=== REQUIREMENT ===
Reproduce each record exactly.
□ □ □ □ □
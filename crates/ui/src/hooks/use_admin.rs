//! # Admin Hooks
//!
//! Hooks that run service calls for the dashboard.
//!
//! Every request is spawned on the root scope so that closing a dialog or
//! leaving a page does not abort it. The result is handed back to
//! [`AppState`], which checks the session token and the form's submit
//! ticket before reconciling anything.

use dioxus::prelude::*;
use parts_admin_gateway::AdminService;
use parts_admin_model::AttachmentSlot;
use tracing::debug;

use crate::file_ops;
use crate::state::{AppState, DeleteTarget};

// ============================================================================
// Context Access
// ============================================================================

/// Application state provided by the root component
pub fn use_app_state() -> Signal<AppState> {
    use_context::<Signal<AppState>>()
}

/// Service provided at launch
pub fn use_admin_service() -> AdminService {
    use_context::<AdminService>()
}

// ============================================================================
// Refresh
// ============================================================================

/// Reload both collections from the gateway
pub fn use_refresh() -> Callback<()> {
    let mut state = use_app_state();
    let service = use_admin_service();

    use_callback(move |_: ()| {
        if !state.write().begin_refresh() {
            return;
        }
        let token = state.read().session_token();
        let service = service.clone();
        spawn_forever(async move {
            let refresh = service.refresh().await;
            state.write().finish_refresh(token, refresh);
        });
    })
}

// ============================================================================
// Form Submits
// ============================================================================

/// Submit the user form
pub fn use_submit_user() -> Callback<()> {
    let mut state = use_app_state();
    let service = use_admin_service();

    use_callback(move |_: ()| {
        let (token, identity, started) = {
            let mut s = state.write();
            let started = s.user_form.begin_submit();
            (s.session_token(), s.user_form.identity(), started)
        };
        let (ticket, draft) = match started {
            Ok(started) => started,
            Err(e) => {
                debug!(error = %e, "User submit not started");
                return;
            }
        };

        let service = service.clone();
        spawn_forever(async move {
            let result = service.save_user(identity, &draft).await;
            state.write().finish_user_submit(token, ticket, result);
        });
    })
}

/// Submit the connector form, uploading picked attachments first
pub fn use_submit_connector() -> Callback<()> {
    let mut state = use_app_state();
    let service = use_admin_service();

    use_callback(move |_: ()| {
        let (token, original, started) = {
            let mut s = state.write();
            let started = s.connector_form.begin_submit();
            (
                s.session_token(),
                s.connector_form.original().cloned(),
                started,
            )
        };
        let (ticket, draft) = match started {
            Ok(started) => started,
            Err(e) => {
                debug!(error = %e, "Connector submit not started");
                return;
            }
        };

        let service = service.clone();
        spawn_forever(async move {
            let result = service.save_connector(original.as_ref(), &draft).await;
            state.write().finish_connector_submit(token, ticket, result);
        });
    })
}

// ============================================================================
// Delete
// ============================================================================

/// Delete the record the confirm dialog is showing
pub fn use_delete() -> Callback<DeleteTarget> {
    let mut state = use_app_state();
    let service = use_admin_service();

    use_callback(move |target: DeleteTarget| {
        if !state.write().begin_delete(&target) {
            return;
        }
        let token = state.read().session_token();
        let service = service.clone();
        spawn_forever(async move {
            let result = match &target {
                DeleteTarget::User(user) => service.delete_user(user).await,
                DeleteTarget::Connector(connector) => service.delete_connector(connector).await,
            };
            state.write().finish_delete(token, result);
        });
    })
}

// ============================================================================
// Attachments
// ============================================================================

/// Pick a file for one attachment slot of the open connector form
pub fn use_pick_attachment() -> Callback<AttachmentSlot> {
    let mut state = use_app_state();

    use_callback(move |slot: AttachmentSlot| {
        spawn(async move {
            match file_ops::pick_attachment(slot).await {
                Ok(Some(attachment)) => {
                    let mut s = state.write();
                    if s.connector_form.is_open() {
                        debug!(?slot, file = %attachment.file_name, "Attachment picked");
                        s.connector_form.draft_mut().attachments.set(slot, attachment);
                    }
                }
                Ok(None) => {}
                Err(e) => state.write().report("Could not read file", &e),
            }
        });
    })
}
□ □ □ □ □
=== SOLVED EXERCISE ===
filename crates/ui/src/hooks/use_admin.rs
//! # Admin Hooks
//!
//! Hooks that run service calls for the dashboard.
//!
//! Every request is spawned on the root scope so that closing a dialog or
//! leaving a page does not abort it. The result is handed back to
//! [`AppState`], which checks the session token and the form's submit
//! ticket before reconciling anything.

use dioxus::prelude::*;
use parts_admin_gateway::AdminService;
use parts_admin_model::AttachmentSlot;
use tracing::debug;

use crate::file_ops;
use crate::state::{AppState, DeleteTarget};

// ============================================================================
// Context Access
// ============================================================================

/// Application state provided by the root component
pub fn use_app_state() -> Signal<AppState> {
    use_context::<Signal<AppState>>()
}

/// Service provided at launch
pub fn use_admin_service() -> AdminService {
    use_context::<AdminService>()
}

// ============================================================================
// Refresh
// ============================================================================

/// Reload both collections from the gateway
pub fn use_refresh() -> Callback<()> {
    let mut state = use_app_state();
    let service = use_admin_service();

    use_callback(move |_: ()| {
        if !state.write().begin_refresh() {
            return;
        }
        let token = state.read().session_token();
        let service = service.clone();
        spawn_forever(async move {
            let refresh = service.refresh().await;
            state.write().finish_refresh(token, refresh);
        });
    })
}

// ============================================================================
// Form Submits
// ============================================================================

/// Submit the user form
pub fn use_submit_user() -> Callback<()> {
    let mut state = use_app_state();
    let service = use_admin_service();

    use_callback(move |_: ()| {
        let (token, identity, started) = {
            let mut s = state.write();
            let started = s.user_form.begin_submit();
            (s.session_token(), s.user_form.identity(), started)
        };
        let (ticket, draft) = match started {
            Ok(started) => started,
            Err(e) => {
                debug!(error = %e, "User submit not started");
                return;
            }
        };

        let service = service.clone();
        spawn_forever(async move {
            let result = service.save_user(identity, &draft).await;
            state.write().finish_user_submit(token, ticket, result);
        });
    })
}

/// Submit the connector form, uploading picked attachments first
pub fn use_submit_connector() -> Callback<()> {
    let mut state = use_app_state();
    let service = use_admin_service();

    use_callback(move |_: ()| {
        let (token, original, started) = {
            let mut s = state.write();
            let started = s.connector_form.begin_submit();
            (
                s.session_token(),
                s.connector_form.original().cloned(),
                started,
            )
        };
        let (ticket, draft) = match started {
            Ok(started) => started,
            Err(e) => {
                debug!(error = %e, "Connector submit not started");
                return;
            }
        };

        let service = service.clone();
        spawn_forever(async move {
            let result = service.save_connector(original.as_ref(), &draft).await;
            state.write().finish_connector_submit(token, ticket, result);
        });
    })
}

// ============================================================================
// Delete
// ============================================================================

/// Delete the record the confirm dialog is showing
pub fn use_delete() -> Callback<DeleteTarget> {
    let mut state = use_app_state();
    let service = use_admin_service();

    use_callback(move |target: DeleteTarget| {
        if !state.write().begin_delete(&target) {
            return;
        }
        let token = state.read().session_token();
        let service = service.clone();
        spawn_forever(async move {
            let result = match &target {
                DeleteTarget::User(user) => service.delete_user(user).await,
                DeleteTarget::Connector(connector) => service.delete_connector(connector).await,
            };
            state.write().finish_delete(token, result);
        });
    })
}

// ============================================================================
// Attachments
// ============================================================================

/// Pick a file for one attachment slot of the open connector form
pub fn use_pick_attachment() -> Callback<AttachmentSlot> {
    let mut state = use_app_state();

    use_callback(move |slot: AttachmentSlot| {
        spawn(async move {
            match file_ops::pick_attachment(slot).await {
                Ok(Some(attachment)) => {
                    let mut s = state.write();
                    if s.connector_form.is_open() {
                        debug!(?slot, file = %attachment.file_name, "Attachment picked");
                        s.connector_form.draft_mut().attachments.set(slot, attachment);
                    }
                }
                Ok(None) => {}
                Err(e) => state.write().report("Could not read file", &e),
            }
        });
    })
}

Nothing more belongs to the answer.